----- INPUT RECORDS

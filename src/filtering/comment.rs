//! Comment-level admissibility.
use std::collections::HashSet;
use std::path::Path;

use lazy_static::lazy_static;
use log::debug;
use regex::Regex;

use super::normalize::{normalize, tokens};
use super::{Admit, Filter};
use crate::comment::Comment;
use crate::error::Error;

const AUTOMODERATOR: &str = "AutoModerator";
const REMOVED_BODIES: [&str; 2] = ["[removed]", "[deleted]"];
const REMOVAL_NOTICE: &str = "your submission has been removed";

lazy_static! {
    /// `http(s)://` followed by at least one host character or percent-encoded byte.
    static ref URL: Regex =
        Regex::new(r"https?://(?:[-\w.]|(?:%[\da-fA-F]{2}))+").expect("invalid url regex");
}

/// Drops comments that are unlikely to make good dialogue turns:
/// bots, removed content, very short/long bodies, links and blocklisted subreddits.
pub struct CommentFilter {
    blocklist: HashSet<String>,
    min_chars: usize,
    max_tokens: usize,
    max_unspaced_chars: usize,
    url_scan_budget: usize,
    normalize: bool,
}

impl CommentFilter {
    /// Load a blocklist of subreddits (whitespace separated names, case insensitive).
    pub fn with_blocklist(path: &Path) -> Result<Self, Error> {
        let content = std::fs::read_to_string(path)?;
        let blocklist: HashSet<String> = content
            .split_whitespace()
            .map(str::to_lowercase)
            .collect();
        debug!("loaded {} blocklisted subreddits", blocklist.len());

        Ok(Self {
            blocklist,
            ..Default::default()
        })
    }

    /// Keep bodies as-is rather than normalizing them.
    pub fn raw_text(mut self) -> Self {
        self.normalize = false;
        self
    }

    /// Set the number of bytes the link detection may scan before giving up (and rejecting).
    pub fn url_scan_budget(mut self, budget: usize) -> Self {
        self.url_scan_budget = budget;
        self
    }

    fn is_removed(body: &str) -> bool {
        REMOVED_BODIES.contains(&body) || body.to_lowercase().contains(REMOVAL_NOTICE)
    }

    /// Rejects if `body` contains a link.
    /// Content that exceeds the scan budget is rejected without being matched.
    fn has_url(&self, body: &str) -> bool {
        if body.len() > self.url_scan_budget {
            debug!("url scan budget exceeded ({} bytes)", body.len());
            return true;
        }
        URL.is_match(body)
    }
}

impl Default for CommentFilter {
    /// Defaults: 5 characters minimum, 128 tokens maximum,
    /// 2048 characters maximum when the body has no space,
    /// 64KiB link scan budget, normalization on.
    fn default() -> Self {
        Self {
            blocklist: HashSet::new(),
            min_chars: 5,
            max_tokens: 128,
            max_unspaced_chars: 2048,
            url_scan_budget: 1 << 16,
            normalize: true,
        }
    }
}

impl Filter<&Comment> for CommentFilter {
    fn detect(&self, comment: &Comment) -> bool {
        let body = comment.body();
        if body.trim().is_empty() {
            return false;
        }
        if !self.blocklist.is_empty()
            && self.blocklist.contains(&comment.subreddit().to_lowercase())
        {
            return false;
        }
        if comment.author() == AUTOMODERATOR || Self::is_removed(body) {
            return false;
        }

        let nb_chars = body.chars().count();
        if (!body.contains(' ') && nb_chars > self.max_unspaced_chars) || nb_chars < self.min_chars
        {
            return false;
        }
        if tokens(body).nth(self.max_tokens).is_some() {
            return false;
        }
        if !body.chars().next().map_or(false, |c| c.is_ascii()) {
            return false;
        }

        !self.has_url(body)
    }
}

impl Admit for CommentFilter {
    fn admit(&self, comment: &Comment) -> Option<String> {
        if !self.detect(comment) {
            return None;
        }
        if self.normalize {
            Some(normalize(comment.body()))
        } else {
            Some(comment.body().to_string())
        }
    }
}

----------

--- WHAT YOU WILL DO ---
Give back the complete material verbatim.

--- ANSWER SECTION ---
filename src/filtering/comment.rs
//! Comment-level admissibility.
use std::collections::HashSet;
use std::path::Path;

use lazy_static::lazy_static;
use log::debug;
use regex::Regex;

use super::normalize::{normalize, tokens};
use super::{Admit, Filter};
use crate::comment::Comment;
use crate::error::Error;

const AUTOMODERATOR: &str = "AutoModerator";
const REMOVED_BODIES: [&str; 2] = ["[removed]", "[deleted]"];
const REMOVAL_NOTICE: &str = "your submission has been removed";

lazy_static! {
    /// `http(s)://` followed by at least one host character or percent-encoded byte.
    static ref URL: Regex =
        Regex::new(r"https?://(?:[-\w.]|(?:%[\da-fA-F]{2}))+").expect("invalid url regex");
}

/// Drops comments that are unlikely to make good dialogue turns:
/// bots, removed content, very short/long bodies, links and blocklisted subreddits.
pub struct CommentFilter {
    blocklist: HashSet<String>,
    min_chars: usize,
    max_tokens: usize,
    max_unspaced_chars: usize,
    url_scan_budget: usize,
    normalize: bool,
}

impl CommentFilter {
    /// Load a blocklist of subreddits (whitespace separated names, case insensitive).
    pub fn with_blocklist(path: &Path) -> Result<Self, Error> {
        let content = std::fs::read_to_string(path)?;
        let blocklist: HashSet<String> = content
            .split_whitespace()
            .map(str::to_lowercase)
            .collect();
        debug!("loaded {} blocklisted subreddits", blocklist.len());

        Ok(Self {
            blocklist,
            ..Default::default()
        })
    }

    /// Keep bodies as-is rather than normalizing them.
    pub fn raw_text(mut self) -> Self {
        self.normalize = false;
        self
    }

    /// Set the number of bytes the link detection may scan before giving up (and rejecting).
    pub fn url_scan_budget(mut self, budget: usize) -> Self {
        self.url_scan_budget = budget;
        self
    }

    fn is_removed(body: &str) -> bool {
        REMOVED_BODIES.contains(&body) || body.to_lowercase().contains(REMOVAL_NOTICE)
    }

    /// Rejects if `body` contains a link.
    /// Content that exceeds the scan budget is rejected without being matched.
    fn has_url(&self, body: &str) -> bool {
        if body.len() > self.url_scan_budget {
            debug!("url scan budget exceeded ({} bytes)", body.len());
            return true;
        }
        URL.is_match(body)
    }
}

impl Default for CommentFilter {
    /// Defaults: 5 characters minimum, 128 tokens maximum,
    /// 2048 characters maximum when the body has no space,
    /// 64KiB link scan budget, normalization on.
    fn default() -> Self {
        Self {
            blocklist: HashSet::new(),
            min_chars: 5,
            max_tokens: 128,
            max_unspaced_chars: 2048,
            url_scan_budget: 1 << 16,
            normalize: true,
        }
    }
}

impl Filter<&Comment> for CommentFilter {
    fn detect(&self, comment: &Comment) -> bool {
        let body = comment.body();
        if body.trim().is_empty() {
            return false;
        }
        if !self.blocklist.is_empty()
            && self.blocklist.contains(&comment.subreddit().to_lowercase())
        {
            return false;
        }
        if comment.author() == AUTOMODERATOR || Self::is_removed(body) {
            return false;
        }

        let nb_chars = body.chars().count();
        if (!body.contains(' ') && nb_chars > self.max_unspaced_chars) || nb_chars < self.min_chars
        {
            return false;
        }
        if tokens(body).nth(self.max_tokens).is_some() {
            return false;
        }
        if !body.chars().next().map_or(false, |c| c.is_ascii()) {
            return false;
        }

        !self.has_url(body)
    }
}

impl Admit for CommentFilter {
    fn admit(&self, comment: &Comment) -> Option<String> {
        if !self.detect(comment) {
            return None;
        }
        if self.normalize {
            Some(normalize(comment.body()))
        } else {
            Some(comment.body().to_string())
        }
    }
}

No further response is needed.